Though my teeth chattered and my skin pricked with pain, I shrugged it off. “I’ll be fine.”

“Just don’t shoot me. I know I kind of have it coming, but I’d like to make it out of here.”

“Why would I shoot you? I’d just throw you through a window,” I laughed, then followed him out of the cell and into the warmth.

It was only because of him that I was still here today. And I should be living harder because of it, but every now and then, I remembered what it was like to come crashing down and to fall to pieces with him in the shower.

How tenderly he took care of me when I felt like everything inside me was shattering.

If it hadn’t been for him, I would still be trapped in that cell in my mind.
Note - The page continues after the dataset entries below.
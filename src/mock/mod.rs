//! In-memory capability implementations for testing.
//!
//! Same contracts as the provider implementations (idempotent provisioning,
//! not-found normalization, delete-on-receive) without any network or
//! container. State lives for the lifetime of the adapter.

mod adapter;
mod blob;
mod pubsub;
mod queue;
mod table;

pub use adapter::MockCloudAdapter;
pub use blob::MockBlobStorage;
pub use pubsub::MockPubSub;
pub use queue::MockQueue;
pub use table::MockNoSqlTable;

use crate::capability::{CapabilityError, ErrorKind};

/// Provider-style failure for a resource that does not exist.
fn not_found(operation: &'static str, resource: &str) -> CapabilityError {
    CapabilityError::Provider {
        operation,
        resource: resource.to_string(),
        kind: ErrorKind::NotFound,
        code: Some("ResourceNotFound".to_string()),
        message: format!("{resource} does not exist"),
        source: None,
    }
}

/// Provider-style rejection of a malformed request.
fn rejected(operation: &'static str, resource: &str, message: String) -> CapabilityError {
    CapabilityError::Provider {
        operation,
        resource: resource.to_string(),
        kind: ErrorKind::Argument,
        code: Some("ValidationException".to_string()),
        message,
        source: None,
    }
}
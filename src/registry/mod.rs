//! Adapter discovery and caching.
//!
//! Provider modules register a factory at link time with
//! `inventory::submit!`. The registry creates one adapter per provider on
//! first request, caches it, and re-initializes it with every supplied
//! configuration.

use std::collections::HashMap;
use std::sync::{Arc, LazyLock, Mutex};

use tracing::debug;

use crate::adapter::CloudAdapter;
use crate::capability::{CapabilityError, Result};
use crate::config::{CloudConfig, CloudProvider};

/// Link-time registration of an adapter factory.
pub struct AdapterRegistration {
    pub provider: CloudProvider,
    pub factory: fn() -> Arc<dyn CloudAdapter>,
}

inventory::collect!(AdapterRegistration);

static GLOBAL: LazyLock<AdapterRegistry> = LazyLock::new(AdapterRegistry::new);

/// Caches one adapter per provider.
#[derive(Default)]
pub struct AdapterRegistry {
    adapters: Mutex<HashMap<CloudProvider, Arc<dyn CloudAdapter>>>,
}

impl AdapterRegistry {
    pub fn new() -> Self {
        Self::default()
    }

    /// The process-wide registry.
    pub fn global() -> &'static AdapterRegistry {
        &GLOBAL
    }

    /// Providers with a link-time registration.
    pub fn registered_providers() -> Vec<CloudProvider> {
        inventory::iter::<AdapterRegistration>
            .into_iter()
            .map(|r| r.provider)
            .collect()
    }

    fn discover(provider: CloudProvider) -> Option<Arc<dyn CloudAdapter>> {
        inventory::iter::<AdapterRegistration>
            .into_iter()
            .find(|r| r.provider == provider)
            .map(|r| (r.factory)())
    }

    /// Cached adapter for `provider`, initialized with `config`.
    pub fn get(&self, provider: CloudProvider, config: CloudConfig) -> Result<Arc<dyn CloudAdapter>> {
        let mut adapters = self.adapters.lock().unwrap_or_else(|e| e.into_inner());

        let adapter = match adapters.get(&provider) {
            Some(adapter) => adapter.clone(),
            None => {
                let adapter = Self::discover(provider).ok_or(CapabilityError::NoAdapter(provider))?;
                debug!(provider = %provider, "Discovered cloud adapter");
                adapters.insert(provider, adapter.clone());
                adapter
            }
        };

        adapter.initialize(config)?;
        Ok(adapter)
    }

    /// A fresh, uninitialized adapter for `provider`, if one is registered.
    pub fn try_get(&self, provider: CloudProvider) -> Option<Arc<dyn CloudAdapter>> {
        Self::discover(provider)
    }

    /// Cache `adapter` for its provider, replacing any discovered one.
    pub fn register(&self, adapter: Arc<dyn CloudAdapter>) {
        let provider = adapter.provider();
        self.adapters
            .lock()
            .unwrap_or_else(|e| e.into_inner())
            .insert(provider, adapter);
    }
}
And sometimes, I felt like I was headed back there. Like right now.

It took everything in me to stand still as he washed my hair. All I wanted to do was hide under the blanket and forget those terrifying hours where I held strong, refusing to give any information. I was damn proud of myself for holding out, but that didn’t mean it didn’t come with consequences.

I didn’t want Parker to see me as weak, to look at me like something that needed to be cherished. We had something good, something strong, and the idea that he would only see that woman lying on the ground, naked and freezing, was just too damn much.

“Hey. Where did you go?” he whispered, pressing kisses to my neck.

“Hmm?”

“You zoned out.”

“Did I?” Smiling, I turned to him, wrapping my arms around his neck. “Just thinking about the last few months, and where we are now.”

“Good change?”

I laughed at the way his eyes twinkled in amusement. “Well, I didn’t mind the bunker that much. Those mattresses were amazing.”

“And the pillows. I really miss the pillows. Maybe we should have stolen a few.”

“Chance wouldn’t have minded,” I added thoughtfully.

“Are you kidding? That whole place was decked out for him. He probably takes an inventory of what’s there every night.”